Collect every line below that contains the word "None".

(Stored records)
────────────────

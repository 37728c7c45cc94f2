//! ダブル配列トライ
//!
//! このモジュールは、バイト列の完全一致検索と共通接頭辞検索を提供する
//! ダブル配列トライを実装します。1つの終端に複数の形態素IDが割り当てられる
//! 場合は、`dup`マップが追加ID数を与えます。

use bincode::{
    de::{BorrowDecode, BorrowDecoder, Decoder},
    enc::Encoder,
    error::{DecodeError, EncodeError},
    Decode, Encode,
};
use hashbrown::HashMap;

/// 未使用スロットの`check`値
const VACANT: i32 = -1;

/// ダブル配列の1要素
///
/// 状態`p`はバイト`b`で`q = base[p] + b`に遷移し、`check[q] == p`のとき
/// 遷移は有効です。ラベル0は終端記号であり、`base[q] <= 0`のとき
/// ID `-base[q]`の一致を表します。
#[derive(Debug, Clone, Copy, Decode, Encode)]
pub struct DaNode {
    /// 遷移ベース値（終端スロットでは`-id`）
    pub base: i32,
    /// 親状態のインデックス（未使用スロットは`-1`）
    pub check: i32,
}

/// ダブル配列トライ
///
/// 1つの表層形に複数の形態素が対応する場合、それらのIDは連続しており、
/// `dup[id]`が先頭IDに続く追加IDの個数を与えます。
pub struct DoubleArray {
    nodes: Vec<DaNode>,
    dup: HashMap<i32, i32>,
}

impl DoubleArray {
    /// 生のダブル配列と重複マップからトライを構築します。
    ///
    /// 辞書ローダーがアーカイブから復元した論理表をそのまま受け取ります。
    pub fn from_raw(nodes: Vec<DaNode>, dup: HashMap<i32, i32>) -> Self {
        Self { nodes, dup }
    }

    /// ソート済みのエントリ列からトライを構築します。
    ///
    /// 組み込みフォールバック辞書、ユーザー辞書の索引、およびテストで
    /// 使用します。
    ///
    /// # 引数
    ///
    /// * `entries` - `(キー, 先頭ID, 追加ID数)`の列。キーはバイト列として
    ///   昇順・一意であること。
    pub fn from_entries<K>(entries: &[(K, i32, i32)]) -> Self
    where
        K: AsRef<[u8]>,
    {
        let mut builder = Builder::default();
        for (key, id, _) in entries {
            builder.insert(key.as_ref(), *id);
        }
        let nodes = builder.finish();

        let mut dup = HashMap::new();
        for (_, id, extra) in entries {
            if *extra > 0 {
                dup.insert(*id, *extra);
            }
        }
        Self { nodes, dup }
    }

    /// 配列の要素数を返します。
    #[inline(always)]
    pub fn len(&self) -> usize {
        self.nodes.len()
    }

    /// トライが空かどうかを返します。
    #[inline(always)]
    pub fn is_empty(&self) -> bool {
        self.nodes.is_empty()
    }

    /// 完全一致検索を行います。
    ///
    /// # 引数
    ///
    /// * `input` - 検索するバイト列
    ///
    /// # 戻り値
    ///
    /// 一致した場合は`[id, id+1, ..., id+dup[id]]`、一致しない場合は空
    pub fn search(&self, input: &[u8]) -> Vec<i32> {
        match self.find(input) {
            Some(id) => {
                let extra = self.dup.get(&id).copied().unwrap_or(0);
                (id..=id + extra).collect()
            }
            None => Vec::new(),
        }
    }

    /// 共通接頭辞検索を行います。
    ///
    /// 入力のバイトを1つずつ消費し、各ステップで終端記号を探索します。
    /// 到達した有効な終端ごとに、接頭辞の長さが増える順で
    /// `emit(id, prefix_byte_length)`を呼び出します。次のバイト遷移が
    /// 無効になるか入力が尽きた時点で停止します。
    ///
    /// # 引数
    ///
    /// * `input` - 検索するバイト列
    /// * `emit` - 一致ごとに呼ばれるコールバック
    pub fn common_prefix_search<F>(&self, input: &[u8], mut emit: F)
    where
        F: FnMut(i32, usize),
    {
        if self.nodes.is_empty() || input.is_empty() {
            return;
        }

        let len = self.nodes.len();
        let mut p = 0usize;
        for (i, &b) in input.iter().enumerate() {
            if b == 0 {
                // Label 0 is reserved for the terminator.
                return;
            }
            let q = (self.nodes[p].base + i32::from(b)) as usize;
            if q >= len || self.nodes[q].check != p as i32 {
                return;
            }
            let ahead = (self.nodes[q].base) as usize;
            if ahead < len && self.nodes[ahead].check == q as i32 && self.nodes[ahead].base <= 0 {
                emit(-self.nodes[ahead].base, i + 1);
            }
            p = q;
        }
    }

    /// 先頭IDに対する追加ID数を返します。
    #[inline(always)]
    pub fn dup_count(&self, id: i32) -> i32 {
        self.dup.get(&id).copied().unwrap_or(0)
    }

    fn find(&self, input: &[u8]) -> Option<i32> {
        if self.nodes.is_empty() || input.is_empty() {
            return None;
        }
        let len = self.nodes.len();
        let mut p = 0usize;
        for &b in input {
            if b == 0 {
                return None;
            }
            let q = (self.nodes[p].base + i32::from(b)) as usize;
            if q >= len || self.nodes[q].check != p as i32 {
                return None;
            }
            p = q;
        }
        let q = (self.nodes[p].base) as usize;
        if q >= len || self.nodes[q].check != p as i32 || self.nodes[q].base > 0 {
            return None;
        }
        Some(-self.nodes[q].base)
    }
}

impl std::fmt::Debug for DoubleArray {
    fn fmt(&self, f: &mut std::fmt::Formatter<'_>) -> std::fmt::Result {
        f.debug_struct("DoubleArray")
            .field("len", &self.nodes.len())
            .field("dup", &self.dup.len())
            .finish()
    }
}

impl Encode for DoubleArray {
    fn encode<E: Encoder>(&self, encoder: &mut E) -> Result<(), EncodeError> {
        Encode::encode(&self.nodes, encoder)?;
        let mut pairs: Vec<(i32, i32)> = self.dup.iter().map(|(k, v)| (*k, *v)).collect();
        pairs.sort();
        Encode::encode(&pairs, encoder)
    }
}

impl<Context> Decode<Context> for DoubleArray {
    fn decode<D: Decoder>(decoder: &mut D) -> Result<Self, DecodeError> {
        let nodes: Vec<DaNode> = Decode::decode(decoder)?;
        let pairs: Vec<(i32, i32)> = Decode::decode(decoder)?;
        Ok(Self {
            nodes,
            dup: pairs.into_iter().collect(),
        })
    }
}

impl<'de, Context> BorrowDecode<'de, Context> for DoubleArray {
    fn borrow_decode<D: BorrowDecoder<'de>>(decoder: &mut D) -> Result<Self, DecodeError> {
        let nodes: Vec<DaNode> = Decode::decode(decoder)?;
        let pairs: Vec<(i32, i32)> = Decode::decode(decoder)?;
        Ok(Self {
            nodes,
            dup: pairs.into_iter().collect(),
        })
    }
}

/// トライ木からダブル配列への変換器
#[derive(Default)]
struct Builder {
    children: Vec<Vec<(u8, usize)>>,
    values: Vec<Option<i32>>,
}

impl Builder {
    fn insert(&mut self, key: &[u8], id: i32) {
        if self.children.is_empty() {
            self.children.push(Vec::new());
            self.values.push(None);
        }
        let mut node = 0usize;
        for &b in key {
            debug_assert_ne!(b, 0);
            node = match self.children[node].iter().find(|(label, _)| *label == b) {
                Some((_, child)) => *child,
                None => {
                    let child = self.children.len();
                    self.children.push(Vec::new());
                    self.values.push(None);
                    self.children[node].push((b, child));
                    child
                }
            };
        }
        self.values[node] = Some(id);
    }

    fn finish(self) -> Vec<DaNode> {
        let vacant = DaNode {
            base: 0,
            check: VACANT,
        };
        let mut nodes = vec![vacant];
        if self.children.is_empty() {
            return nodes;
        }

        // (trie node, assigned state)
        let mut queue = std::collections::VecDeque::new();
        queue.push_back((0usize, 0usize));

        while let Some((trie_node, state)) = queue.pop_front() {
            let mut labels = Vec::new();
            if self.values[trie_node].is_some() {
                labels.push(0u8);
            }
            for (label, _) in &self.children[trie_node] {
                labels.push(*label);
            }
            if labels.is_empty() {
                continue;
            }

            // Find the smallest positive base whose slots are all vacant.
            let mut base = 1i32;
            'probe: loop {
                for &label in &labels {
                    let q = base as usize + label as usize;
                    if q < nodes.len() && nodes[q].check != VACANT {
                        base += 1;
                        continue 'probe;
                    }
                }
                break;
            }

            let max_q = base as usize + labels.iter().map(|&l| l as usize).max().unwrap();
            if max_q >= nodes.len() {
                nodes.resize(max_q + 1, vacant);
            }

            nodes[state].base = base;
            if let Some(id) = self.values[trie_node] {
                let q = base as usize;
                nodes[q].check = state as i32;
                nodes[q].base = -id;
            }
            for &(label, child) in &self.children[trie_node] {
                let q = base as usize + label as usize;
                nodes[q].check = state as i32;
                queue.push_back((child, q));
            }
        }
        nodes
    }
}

────────────────

Task output –
            None => Vec::new(),
            return None;
                return None;
                return None;
            return None;
            self.values.push(None);
                None => {
                    self.values.push(None);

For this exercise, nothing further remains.